Aquela alma portuguesa do meu pai era pautada na obediência às tradições, ao não questionamento, à negativa de qualquer tipo de inovação. A valorização da dor, das perdas, da tristeza e das memórias amargas era inenarrável. Gostava da expressão “catolicismo fervoroso” mas não se dedicava à igreja e achava que padre era necessariamente uma pessoa de bem. Não permitia liberdade às filhas , nem de rir alto. Elas deveriam falar baixo, construir uma vida cheia de moderação, recato, economia e subserviência. O filho tinha todas as liberdades e a chave de casa da porta principal para chegar a qualquer hora e podia falar alto sim.

Eu acabei ficando com um criado-mudo daqueles tempos . Nem sei qual a razão. Há vários anos fiz nele uma pintura mais alegre, despojada: apliquei-lhe uma pátina azul clara para o quarto do meu filho ainda criança.

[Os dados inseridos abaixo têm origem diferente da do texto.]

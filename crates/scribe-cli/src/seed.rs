//! Development data seeding.

use std::sync::Arc;

use anyhow::Context;
use scribe_server::service::{AccountStore, PgStore, SeedOutcome, Seeder, ServiceConfig};

use crate::TRACING_TARGET_SEED;
use crate::config::SeedArgs;

/// Inserts the seed accounts into the configured database.
pub async fn run(config: &ServiceConfig, args: &SeedArgs) -> anyhow::Result<()> {
    config.validate_for_seeding()?;

    let store: Arc<dyn AccountStore> = Arc::new(PgStore::new(config.connect_postgres()?));
    let hasher = config.password_hasher()?;

    tracing::info!(
        target: TRACING_TARGET_SEED,
        force = args.force,
        "seeding database"
    );

    let outcome = Seeder::new(store, hasher)
        .seed(args.force)
        .await
        .context("failed to seed database")?;

    match outcome {
        SeedOutcome::Seeded { created, purged } => tracing::info!(
            target: TRACING_TARGET_SEED,
            created,
            purged,
            "database seeded"
        ),
        SeedOutcome::Skipped { existing } => tracing::info!(
            target: TRACING_TARGET_SEED,
            existing,
            "database already holds accounts, use --force to reseed"
        ),
    }

    Ok(())
}
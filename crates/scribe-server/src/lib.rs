#![forbid(unsafe_code)]
#![cfg_attr(docsrs, feature(doc_cfg))]
#![doc = include_str!("../README.md")]

mod error;

pub mod extract;
pub mod handler;
pub mod middleware;
pub mod service;

pub use crate::error::{BoxedError, Error, ErrorKind, Result};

Conservo o móvel. Hoje ele está no quarto de hóspedes. Resolvi me impor a ele passadas quase quatro décadas. Um novo significado longe daqueles tempos tão sombrios, das marcas amargas do desemprego, das doenças , da ditadura e dos tempos em que tudo era pecado. Mas quarenta anos atrás era também a feliz época da reação, da contracultura, do “é proibido proibir”, ainda com os respingos do maio francês, do feminismo e da sociedade alternativa. Resolvi, então, dar uma nova feição ao móvel que tinha o incrível cheiro de um passado agonizante, aterrador, sem cor e nenhum perfume de lavanda.

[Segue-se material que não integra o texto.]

//! Service layer error types and utilities.
//!
//! Every fallible operation of the service layer returns [`Error`], a single
//! struct carrying an [`ErrorKind`], a human-readable message and an optional
//! source error. HTTP handlers translate the kind into a status code.

use std::borrow::Cow;
use std::error::Error as StdError;
use std::fmt;

use scribe_postgres::PgError;

/// Type alias for boxed errors that are Send + Sync.
pub type BoxedError = Box<dyn StdError + Send + Sync>;

/// Result type alias for service layer operations.
pub type Result<T, E = Error> = std::result::Result<T, E>;

/// Error kind enumeration for categorizing service layer errors.
///
/// Separated from [`Error`] to allow pattern matching on the category
/// without accessing the full error.
#[derive(Debug, Clone, Copy, PartialEq, Eq, Hash)]
pub enum ErrorKind {
    /// Configuration-related errors.
    Config,
    /// Password hashing failed (salt generation or digest computation).
    Hashing,
    /// Session token signing failed.
    Signing,
    /// Session token signature or algorithm mismatch.
    InvalidToken,
    /// Session token is past its expiry.
    ExpiredToken,
    /// Session token is structurally corrupt.
    MalformedToken,
    /// Username or email address is already taken.
    DuplicateAccount,
    /// Unknown email or wrong password; deliberately indistinguishable.
    InvalidCredentials,
    /// Requested record does not exist.
    NotFound,
    /// Storage layer failure.
    Persistence,
    /// Internal service logic errors.
    Internal,
}

impl ErrorKind {
    /// Returns the error kind as a string for categorization.
    ///
    /// Useful for logging or error categorization.
    #[must_use]
    pub const fn as_str(self) -> &'static str {
        match self {
            Self::Config => "config",
            Self::Hashing => "hashing",
            Self::Signing => "signing",
            Self::InvalidToken => "invalid_token",
            Self::ExpiredToken => "expired_token",
            Self::MalformedToken => "malformed_token",
            Self::DuplicateAccount => "duplicate_account",
            Self::InvalidCredentials => "invalid_credentials",
            Self::NotFound => "not_found",
            Self::Persistence => "persistence",
            Self::Internal => "internal_service",
        }
    }
}

impl fmt::Display for ErrorKind {
    fn fmt(&self, f: &mut fmt::Formatter<'_>) -> fmt::Result {
        f.write_str(self.as_str())
    }
}

/// Service layer error with structured information.
#[derive(Debug, thiserror::Error)]
#[error("{kind} error: {message}")]
pub struct Error {
    /// The error category/type
    kind: ErrorKind,
    /// Human-readable error message
    message: Cow<'static, str>,
    /// Optional underlying error that caused this error
    #[source]
    source: Option<BoxedError>,
}

impl Error {
    /// Creates a new [`Error`].
    #[inline]
    fn new(kind: ErrorKind, message: impl Into<Cow<'static, str>>) -> Self {
        Self {
            kind,
            message: message.into(),
            source: None,
        }
    }

    /// Attaches a source error to this error, enabling error chain tracking.
    #[inline]
    pub fn with_source(mut self, source: impl StdError + Send + Sync + 'static) -> Self {
        self.source = Some(Box::new(source));
        self
    }

    /// Returns the error kind.
    #[must_use]
    #[inline]
    pub const fn kind(&self) -> ErrorKind {
        self.kind
    }

    /// Returns the error message.
    #[must_use]
    #[inline]
    pub fn message(&self) -> &str {
        &self.message
    }

    /// Creates a new configuration error.
    #[inline]
    pub fn config(message: impl Into<Cow<'static, str>>) -> Self {
        Self::new(ErrorKind::Config, message)
    }

    /// Creates a new password hashing error.
    #[inline]
    pub fn hashing(message: impl Into<Cow<'static, str>>) -> Self {
        Self::new(ErrorKind::Hashing, message)
    }

    /// Creates a new token signing error.
    #[inline]
    pub fn signing(message: impl Into<Cow<'static, str>>) -> Self {
        Self::new(ErrorKind::Signing, message)
    }

    /// Creates a new invalid token error.
    #[inline]
    pub fn invalid_token(message: impl Into<Cow<'static, str>>) -> Self {
        Self::new(ErrorKind::InvalidToken, message)
    }

    /// Creates a new expired token error.
    #[inline]
    pub fn expired_token(message: impl Into<Cow<'static, str>>) -> Self {
        Self::new(ErrorKind::ExpiredToken, message)
    }

    /// Creates a new malformed token error.
    #[inline]
    pub fn malformed_token(message: impl Into<Cow<'static, str>>) -> Self {
        Self::new(ErrorKind::MalformedToken, message)
    }

    /// Creates a new duplicate account error.
    #[inline]
    pub fn duplicate_account(message: impl Into<Cow<'static, str>>) -> Self {
        Self::new(ErrorKind::DuplicateAccount, message)
    }

    /// Creates the uniform invalid credentials error.
    #[inline]
    pub fn invalid_credentials() -> Self {
        Self::new(ErrorKind::InvalidCredentials, "invalid email or password")
    }

    /// Creates a new not found error.
    #[inline]
    pub fn not_found(message: impl Into<Cow<'static, str>>) -> Self {
        Self::new(ErrorKind::NotFound, message)
    }

    /// Creates a new persistence error.
    #[inline]
    pub fn persistence(message: impl Into<Cow<'static, str>>) -> Self {
        Self::new(ErrorKind::Persistence, message)
    }

    /// Creates a new internal service error.
    #[inline]
    pub fn internal(
        service: impl Into<Cow<'static, str>>,
        message: impl Into<Cow<'static, str>>,
    ) -> Self {
        let service_name = service.into();
        let msg = message.into();
        let full_message = format!("{}: {}", service_name, msg);
        Self::new(ErrorKind::Internal, full_message)
    }
}

impl From<PgError> for Error {
    fn from(err: PgError) -> Self {
        if err.is_unique_violation() {
            let message = match err.constraint() {
                Some(constraint) => format!("unique constraint violated: {constraint}"),
                None => "unique constraint violated".to_owned(),
            };
            return Error::duplicate_account(message).with_source(err);
        }

        Error::persistence(err.to_string()).with_source(err)
    }
}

Primeiro uma limpeza e a constatação de que o mesmo está muito surrado pelas tantas mudanças . Uma pintura branca, uma demão, outra, outra. Mas no tampo eu resolvi realçar. Sobre o fundo branco, algumas nuances pretas e apliquei um mosaico com vidros grossos de todos os tamanhos. As nuances provocaram uma lembrança da calçada de Copacabana, e muitos dos pedaços de vidros foram pintados com cores e tonalidades variadas: verde, vinho, azul, amarelo, roxo... as cores se sobressaindo ao tempo, alegremente, esbanjando vida, pulando qual uma criança diante da surpresa de um dia de praia em Santos, cobrindo aquela madeira originariamente escura e repleta de negações da vontade. Um móvel escuro sobre um carpete cinza... nunca mais. Agora é branco, com vidro, com cor, com a satisfação da busca da plenitude, da felicidade de quem usou as mãos para buscar e as pernas para caminhar e descobrir o mundo possível, mas sem que um criado, mudo ou não, estivesse pronto para me atender.